7. The application of the doped organic room-temperature phosphorescent material with high brightness and ultra-long lifetime as described in any one of claims 4-5 in the application of a dual anti-counterfeiting icon with visible fluorescence / phosphorescence under an ambient light illuminance of 50 lux.

8. A dual anti-counterfeiting ink with visible fluorescence / phosphorescence under an ambient light level of 50 lux, characterized in that, Including the doped organic room-temperature phosphorescent material with both high brightness and ultra-long lifetime as described in any one of claims 4-5.

9. A method for preparing the dual anti-counterfeiting ink according to claim 8, characterized in that, Includes the following steps: The doped organic room temperature phosphorescent material with both high brightness and ultra-long lifespan is ground to a particle size of 10~20 μm and then thoroughly mixed with an equal mass of polyvinyl alcohol aqueous solution to obtain the dual anti-counterfeiting ink.
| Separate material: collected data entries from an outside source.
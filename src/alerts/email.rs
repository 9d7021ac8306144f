use crate::alerts::sink::{NotificationSink, SendFuture};
use crate::config::EmailConfig;
use crate::error::SinkError;
use crate::events::{ErrorLevel, ErrorRecord};
use lettre::message::{Mailbox, MultiPart};
use lettre::transport::smtp::authentication::Credentials;
use lettre::{AsyncSmtpTransport, AsyncTransport, Message, Tokio1Executor};
use log::debug;
use std::time::Duration;

/// Sends alerts by email through an authenticated STARTTLS SMTP relay
///
/// Every alert is a multipart/alternative message with a plain text and an
/// HTML rendering of the record, addressed to all configured recipients.
pub struct EmailSink {
    transport: AsyncSmtpTransport<Tokio1Executor>,
    from: Mailbox,
    to: Vec<Mailbox>,
}

impl EmailSink {
    /// Create an email sink
    ///
    /// # Arguments
    ///
    /// * `settings` - SMTP server, credentials and addresses
    /// * `timeout` - Upper bound for each SMTP command
    ///
    /// # Errors
    ///
    /// Returns `SinkError::Configuration` for missing fields and
    /// `SinkError::AddressError` for addresses that do not parse.
    pub fn new(settings: &EmailConfig, timeout: Duration) -> Result<Self, SinkError> {
        let missing = settings.missing_fields();
        if !missing.is_empty() {
            return Err(SinkError::Configuration(format!(
                "missing {}",
                missing.join(", ")
            )));
        }

        let from = Mailbox::new(
            Some(settings.sender_name.clone()),
            settings.sender_email.trim().parse()?,
        );
        let to = settings
            .recipients()
            .into_iter()
            .map(str::parse::<Mailbox>)
            .collect::<Result<Vec<_>, _>>()?;

        let transport = AsyncSmtpTransport::<Tokio1Executor>::starttls_relay(
            settings.smtp_server.trim(),
        )?
        .port(settings.smtp_port)
        .credentials(Credentials::new(
            settings.sender_email.trim().to_string(),
            settings.sender_password.clone(),
        ))
        .timeout(Some(timeout))
        .build();

        Ok(Self { transport, from, to })
    }

    /// Subject line for a record
    pub fn subject(record: &ErrorRecord) -> String {
        format!("Log Alert: {} Detected", record.level)
    }

    /// Compose the full message for a record
    pub fn build_message(&self, record: &ErrorRecord) -> Result<Message, SinkError> {
        let mut builder = Message::builder()
            .from(self.from.clone())
            .subject(Self::subject(record));
        for recipient in &self.to {
            builder = builder.to(recipient.clone());
        }

        let message = builder.multipart(MultiPart::alternative_plain_html(
            Self::text_body(record),
            Self::html_body(record),
        ))?;
        Ok(message)
    }

    fn text_body(record: &ErrorRecord) -> String {
        format!(
            "LOG MONITOR ALERT\n\
             =================\n\
             \n\
             An error has been detected in your application logs:\n\
             \n\
             Timestamp: {}\n\
             Level: {}\n\
             Message: {}\n\
             Matched Keyword: {}\n\
             \n\
             Full Log Line:\n\
             {}\n\
             \n\
             Detection Details:\n\
             - Detected at: {}\n\
             \n\
             This is an automated alert. Please investigate the issue promptly.",
            record.timestamp,
            record.level,
            record.message,
            record.matched_keyword,
            record.raw_line,
            record.detected_at_iso(),
        )
    }

    fn level_color(level: ErrorLevel) -> &'static str {
        match level {
            ErrorLevel::Critical | ErrorLevel::Fatal => "#dc3545",
            ErrorLevel::Error | ErrorLevel::Exception => "#fd7e14",
            ErrorLevel::Warning | ErrorLevel::Warn => "#ffc107",
            ErrorLevel::Fail | ErrorLevel::Unknown => "#6c757d",
        }
    }

    fn escape_html(text: &str) -> String {
        let mut escaped = String::with_capacity(text.len());
        for c in text.chars() {
            match c {
                '&' => escaped.push_str("&amp;"),
                '<' => escaped.push_str("&lt;"),
                '>' => escaped.push_str("&gt;"),
                '"' => escaped.push_str("&quot;"),
                '\'' => escaped.push_str("&#39;"),
                _ => escaped.push(c),
            }
        }
        escaped
    }

    fn html_body(record: &ErrorRecord) -> String {
        let color = Self::level_color(record.level);
        let row = |label: &str, value: &str| {
            format!(
                "<tr><td style=\"padding: 8px; font-weight: bold; width: 150px;\">{}</td>\
                 <td style=\"padding: 8px;\">{}</td></tr>",
                label,
                Self::escape_html(value)
            )
        };

        format!(
            "<!DOCTYPE html>\n\
             <html>\n\
             <head><meta charset=\"utf-8\"><title>Log Monitor Alert</title></head>\n\
             <body style=\"font-family: Arial, sans-serif; line-height: 1.6; color: #333;\">\n\
             <div style=\"max-width: 600px; margin: 0 auto; padding: 20px;\">\n\
             <div style=\"background-color: {color}; color: white; padding: 15px; border-radius: 5px;\">\n\
             <h2 style=\"margin: 0;\">Log Monitor Alert</h2>\n\
             <p style=\"margin: 5px 0 0 0;\">Error Level: <strong>{level}</strong></p>\n\
             </div>\n\
             <h3>Error Details</h3>\n\
             <table style=\"width: 100%; border-collapse: collapse;\">\n\
             {timestamp}\n{level_row}\n{message}\n{keyword}\n\
             </table>\n\
             <h4>Full Log Line:</h4>\n\
             <code style=\"display: block; padding: 10px; font-size: 12px;\">{raw_line}</code>\n\
             <p style=\"font-size: 12px; color: #6c757d;\">Detected at: {detected_at}</p>\n\
             </div>\n\
             </body>\n\
             </html>\n",
            color = color,
            level = record.level,
            timestamp = row("Timestamp:", &record.timestamp),
            level_row = row("Level:", record.level.as_str()),
            message = row("Message:", &record.message),
            keyword = row("Keyword:", &record.matched_keyword),
            raw_line = Self::escape_html(&record.raw_line),
            detected_at = record.detected_at_iso(),
        )
    }
}

impl NotificationSink for EmailSink {
    fn name(&self) -> &str {
        "email"
    }

    fn send<'a>(&'a self, record: &'a ErrorRecord) -> SendFuture<'a> {
        Box::pin(async move {
            let message = self.build_message(record)?;
            debug!("Sending alert email to {} recipients", self.to.len());
            self.transport.send(message).await?;
            Ok(())
        })
    }
}

#[cfg(test)]
mod tests {
    use super::*;
    use chrono::Local;

    fn settings() -> EmailConfig {
        EmailConfig {
            smtp_server: "127.0.0.1".to_string(),
            smtp_port: 2525,
            sender_email: "alerts@example.com".to_string(),
            sender_password: "secret".to_string(),
            sender_name: "Log Monitor".to_string(),
            recipient_emails: vec!["ops@example.com".to_string(), "dev@example.com".to_string()],
            ..EmailConfig::default()
        }
    }

    fn record() -> ErrorRecord {
        ErrorRecord {
            timestamp: "2024-01-15 14:30:25".to_string(),
            level: ErrorLevel::Critical,
            message: "Disk <sda> full".to_string(),
            raw_line: "2024-01-15 14:30:25 CRITICAL Disk <sda> full".to_string(),
            matched_keyword: "CRITICAL".to_string(),
            detected_at: Local::now(),
        }
    }

    #[test]
    fn test_missing_fields_are_configuration_error() {
        let incomplete = EmailConfig {
            recipient_emails: Vec::new(),
            ..settings()
        };
        assert!(matches!(
            EmailSink::new(&incomplete, Duration::from_secs(1)),
            Err(SinkError::Configuration(_))
        ));
    }

    #[test]
    fn test_invalid_recipient_is_address_error() {
        let bad = EmailConfig {
            recipient_emails: vec!["not an address".to_string()],
            ..settings()
        };
        assert!(matches!(
            EmailSink::new(&bad, Duration::from_secs(1)),
            Err(SinkError::AddressError(_))
        ));
    }

    #[test]
    fn test_subject() {
        assert_eq!(EmailSink::subject(&record()), "Log Alert: CRITICAL Detected");
    }

    #[test]
    fn test_message_headers_and_bodies() {
        let sink = EmailSink::new(&settings(), Duration::from_secs(1)).unwrap();
        let formatted = String::from_utf8(sink.build_message(&record()).unwrap().formatted()).unwrap();

        assert!(formatted.contains("Subject: Log Alert: CRITICAL Detected"));
        assert!(formatted.contains("ops@example.com"));
        assert!(formatted.contains("dev@example.com"));
        assert!(formatted.contains("multipart/alternative"));
        assert!(formatted.contains("text/plain"));
        assert!(formatted.contains("text/html"));
    }

    #[test]
    fn test_text_body_fields() {
        let body = EmailSink::text_body(&record());
        assert!(body.contains("Timestamp: 2024-01-15 14:30:25"));
        assert!(body.contains("Level: CRITICAL"));
        assert!(body.contains("Message: Disk <sda> full"));
        assert!(body.contains("Matched Keyword: CRITICAL"));
        assert!(body.contains("2024-01-15 14:30:25 CRITICAL Disk <sda> full"));
    }

    #[test]
    fn test_html_body_escapes_log_text() {
        let html = EmailSink::html_body(&record());
        assert!(html.contains("Disk &lt;sda&gt; full"));
        assert!(!html.contains("<sda>"));
        assert!(html.contains("#dc3545"));
    }

    #[tokio::test]
    async fn test_send_to_unreachable_server_fails() {
        let listener = std::net::TcpListener::bind("127.0.0.1:0").unwrap();
        let port = listener.local_addr().unwrap().port();
        drop(listener);

        let unreachable = EmailConfig {
            smtp_port: port,
            ..settings()
        };
        let sink = EmailSink::new(&unreachable, Duration::from_secs(2)).unwrap();
        assert!(sink.send(&record()).await.is_err());
    }
}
The polyvinyl alcohol aqueous solution has a solid content of 15-18% and a viscosity of 3.0-5.0 Pa. s.

10. A method for detecting dual anti-counterfeiting features using visible fluorescence / phosphorescence under an ambient light intensity of 50 lux, characterized in that... Includes the following steps: Under normal indoor lighting conditions with an ambient illuminance of 50 lux, the anti-counterfeiting icon formed by the dual anti-counterfeiting ink described in claim 8 will emit bright fluorescence when directly irradiated with a 365 nm ultraviolet lamp. After the ultraviolet lamp is turned off, without the need for light shielding, a significant afterglow can be observed in the anti-counterfeiting icon with the naked eye.